Lately, for no particular reason, I’ve found myself in odd moments thinking about my Grampa – Thomas Aloysius “Hap” Coburn of Manasquan, New Jersey.

He actually wasn’t a blood relative of ours. Both of my grandfathers died before I was born. Tom Coburn married my father’s mother when they were both in their sixties. He had served as the Fire Chief of Harrison, New Jersey, but he was long retired by the time I was born. He was always just Grampa to us.

I still remember him vividly. He stood all of five feet two inches tall, with a barrel chest, long hairy arms, deeply lined face, and a fringe of white hair around his ears. In March of 1967, National Geographic Magazine did a cover story on Snowflake, the world’s first white gorilla. I have to admit that, for a while, Snowflake and my grampa were conflated in my five-year-old mind. There was more than a passing resemblance.

Snowflake  

Most of all I remember his hands – great big thick calloused working man’s hands. He could make anything with those hands. He built for me a succession of toy boats, each one more detailed than the last, until the last one, a sloop which featured real cloth sails, a jib and a mainsail with a functional boom that rotated on the mainmast.

But there were mere diversions. He built the bed I slept in until the last time I left home at the age of twenty-four. He built an eight-foot solid wood table for our dining room, patterned after an old Shaker design. He and my mother ripped out the floors in our kitchen and dining room and put in all new floors. These are just a few of the countless home renewal projects he did for us, too many to remember. I can’t recall him ever asking anyone for anything in return.

The ceaseless hours of labor inevitably led to a few careless moments. He had lopped off a couple of fingers over the years. It never slowed him down.

 He liked his cigars and his whiskey. But I have to say, I never saw him touch the stuff before eight o’clock in the morning. An “eye-opener,” he used to call it.

whiskey
 

He was a character, that’s for sure. When I was a little boy, my mother explained to me that when people get old, they shrink. I asked Grampa if that was true. “Sure!” he roared. “Last night I was shrinking so much I couldn’t stay under the covers!”

His years as fire chief had left him with a healthy distrust of politicians. I remember watching Gerald Ford’s inauguration with him on television. Ford looked into the camera and gravely intoned, “My fellow Americans – I stand before you tonight – to solemnly swear…“

“… to steal all I can steal,” Grampa muttered.
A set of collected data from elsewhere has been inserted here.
//! History service — list/get/update/delete by note reference

use super::models::{HistoryEntry, HistoryEntryInfo, HistoryEntryPatch, UpsertOutcome};
use super::policy::{HistoryPolicy, OwnerPolicy};
use super::store::HistoryStore;
use crate::notes::{Note, NoteResolver};
use crate::users::Principal;
use chrono::Utc;
use std::sync::Arc;
use thiserror::Error;

/// Failures of the history operations.
///
/// Storage failures pass through unmodified; retry policy belongs to the
/// storage collaborator, not here.
#[derive(Debug, Error)]
pub enum HistoryError {
    /// The reference did not resolve to a note, or no history entry exists
    /// for the resolved note. Callers see one kind for both: either way
    /// there is no history to show.
    #[error("no note or history entry matches {0:?}")]
    NotFound(String),

    /// The configured policy refused the mutation.
    #[error("operation not permitted for this user")]
    Forbidden,

    #[error(transparent)]
    Storage(#[from] anyhow::Error),
}

/// Orchestrates note-reference resolution and the history store.
pub struct HistoryService {
    resolver: Arc<dyn NoteResolver>,
    store: Arc<dyn HistoryStore>,
    policy: Arc<dyn HistoryPolicy>,
}

impl HistoryService {
    /// Create a new HistoryService with the default owner-only policy.
    pub fn new(resolver: Arc<dyn NoteResolver>, store: Arc<dyn HistoryStore>) -> Self {
        Self {
            resolver,
            store,
            policy: Arc::new(OwnerPolicy),
        }
    }

    /// Replace the mutation policy (builder pattern).
    pub fn with_policy(mut self, policy: Arc<dyn HistoryPolicy>) -> Self {
        self.policy = policy;
        self
    }

    /// All history entries owned by the principal, most recently visited
    /// first. An empty list is a valid result.
    pub async fn list_entries(
        &self,
        principal: &Principal,
    ) -> Result<Vec<HistoryEntry>, HistoryError> {
        let mut entries = self.store.list_by_owner(principal.id).await?;
        entries.sort_by(|a, b| b.last_visited_at.cmp(&a.last_visited_at));
        Ok(entries)
    }

    /// Look up the principal's history entry for a note reference.
    pub async fn get_entry(
        &self,
        principal: &Principal,
        reference: &str,
    ) -> Result<HistoryEntry, HistoryError> {
        let note = self.resolve(principal, reference).await?;
        self.store
            .find(principal.id, note.id)
            .await?
            .ok_or_else(|| HistoryError::NotFound(reference.to_string()))
    }

    /// Create-or-update the principal's history entry for a note reference.
    ///
    /// An existing entry gets the patch applied and its last-visited
    /// timestamp refreshed; a missing entry is created seeded from the patch.
    /// There is no separate create operation.
    pub async fn update_entry(
        &self,
        principal: &Principal,
        reference: &str,
        patch: HistoryEntryPatch,
    ) -> Result<HistoryEntry, HistoryError> {
        let note = self.resolve(principal, reference).await?;

        if let Some(existing) = self.store.find(principal.id, note.id).await? {
            if !self.policy.may_modify(principal, &existing) {
                return Err(HistoryError::Forbidden);
            }
        }

        let (entry, outcome) = self
            .store
            .upsert(principal.id, note.id, &patch, Utc::now())
            .await?;

        tracing::debug!(
            user = %principal.username,
            note_id = %note.id,
            created = matches!(outcome, UpsertOutcome::Created),
            pinned = entry.pinned,
            "history entry upserted"
        );

        Ok(entry)
    }

    /// Delete the principal's history entry for a note reference.
    ///
    /// Fails with [`HistoryError::NotFound`] when the reference does not
    /// resolve or no entry exists — deleting the same entry twice is an
    /// error the second time, not a silent success.
    pub async fn delete_entry(
        &self,
        principal: &Principal,
        reference: &str,
    ) -> Result<(), HistoryError> {
        let note = self.resolve(principal, reference).await?;

        let entry = self
            .store
            .find(principal.id, note.id)
            .await?
            .ok_or_else(|| HistoryError::NotFound(reference.to_string()))?;
        if !self.policy.may_modify(principal, &entry) {
            return Err(HistoryError::Forbidden);
        }

        if self.store.delete(principal.id, note.id).await? {
            Ok(())
        } else {
            Err(HistoryError::NotFound(reference.to_string()))
        }
    }

    /// Join an entry with its note's display metadata.
    pub async fn entry_info(
        &self,
        principal: &Principal,
        entry: &HistoryEntry,
    ) -> Result<HistoryEntryInfo, HistoryError> {
        let note = self
            .resolve(principal, &entry.note_id.to_string())
            .await?;
        Ok(HistoryEntryInfo {
            note_id: note.id,
            alias: note.alias,
            title: note.title,
            pinned: entry.pinned,
            last_visited_at: entry.last_visited_at,
        })
    }

    /// Resolve a reference, mapping "absent" to [`HistoryError::NotFound`].
    async fn resolve(
        &self,
        principal: &Principal,
        reference: &str,
    ) -> Result<Note, HistoryError> {
        self.resolver
            .resolve(reference, principal)
            .await?
            .ok_or_else(|| HistoryError::NotFound(reference.to_string()))
    }
}
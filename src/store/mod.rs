//! Storage backends
//!
//! The store contracts live next to their domains ([`crate::notes`],
//! [`crate::history`], [`crate::media`], [`crate::users`]); this module
//! provides the in-memory backend that implements all of them. Durable
//! persistence is an external concern — a deployment swaps this backend for
//! one over its storage engine without touching the services.

pub mod memory;

pub use memory::MemoryStore;
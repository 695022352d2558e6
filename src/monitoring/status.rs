//! Point-in-time server status snapshots

use super::version::{ServerVersion, VersionCache, VersionError};
use async_trait::async_trait;
use serde::{Deserialize, Serialize};
use std::sync::Arc;

/// Scalar gauges sampled for a status snapshot.
///
/// The subsystems that produce these (realtime sessions, note counts) are
/// external collaborators. A deployment without them reports zeros.
#[derive(Debug, Clone, Copy, Default, Serialize, Deserialize, PartialEq, Eq)]
pub struct StatusCounters {
    pub online_notes: u64,
    pub online_users: u64,
    pub distinct_online_users: u64,
    pub registered_users: u64,
    pub notes_count: u64,
}

/// Provider of the status counters.
#[async_trait]
pub trait CounterSource: Send + Sync {
    async fn sample(&self) -> StatusCounters;
}

/// Ephemeral per-request status snapshot.
#[derive(Debug, Clone, Serialize, Deserialize)]
pub struct ServerStatus {
    pub server_version: ServerVersion,
    #[serde(flatten)]
    pub counters: StatusCounters,
}

/// Assembles status snapshots from the version cache and counter source.
pub struct StatusService {
    version: Arc<VersionCache>,
    counters: Option<Arc<dyn CounterSource>>,
}

impl StatusService {
    /// Create a StatusService that reports zero counters.
    pub fn new(version: Arc<VersionCache>) -> Self {
        Self {
            version,
            counters: None,
        }
    }

    /// Attach a counter source (builder pattern).
    pub fn with_counter_source(mut self, counters: Arc<dyn CounterSource>) -> Self {
        self.counters = Some(counters);
        self
    }

    /// Build a snapshot. The only failure path is the version cache.
    pub async fn get_status(&self) -> Result<ServerStatus, VersionError> {
        let server_version = self.version.get_or_compute().await?;
        let counters = match &self.counters {
            Some(source) => source.sample().await,
            None => StatusCounters::default(),
        };
        Ok(ServerStatus {
            server_version,
            counters,
        })
    }
}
I have to marvel at the easy mantle of masculinity he wore as comfortably as an old bathrobe, in stark contrast to the men of my father’s generation, these organization men who were the first generation in their families to go to university and who seemed so uncomfortable in their button-down shirts and ties, and even more uncomfortable out of them.

He and my grandmother went to mass faithfully every week, but I have no idea what his metaphysical views were. Perhaps he didn’t think about such things at all. I know he was stoic about the inevitability of death. I once heard him say to my grandmother, “Ah, geez, Mary – you gotta go sometime.”

white owl 

My grandmother died when I was eighteen, and Grampa went to live with my father’s sister, my Aunt Mary Ellen. My father was estranged from his sister, and for most of my life I was only vaguely aware of her existence. Truth to tell, I didn’t think about him too much after that, being at an age in which one’s primary concerns is one’s gonads.

Only recently did I learn much about the last years of his life. Still vigorous in his late eighties, he had about four good years after that. My Aunt Mary Ellen’s two younger sons were in the Boy Scouts back then, and Grampa used to attend the meetings, and even had his own uniform. Her sons are now in their forties, but they still have fond memories of “Pop-pop,” as they used to call him.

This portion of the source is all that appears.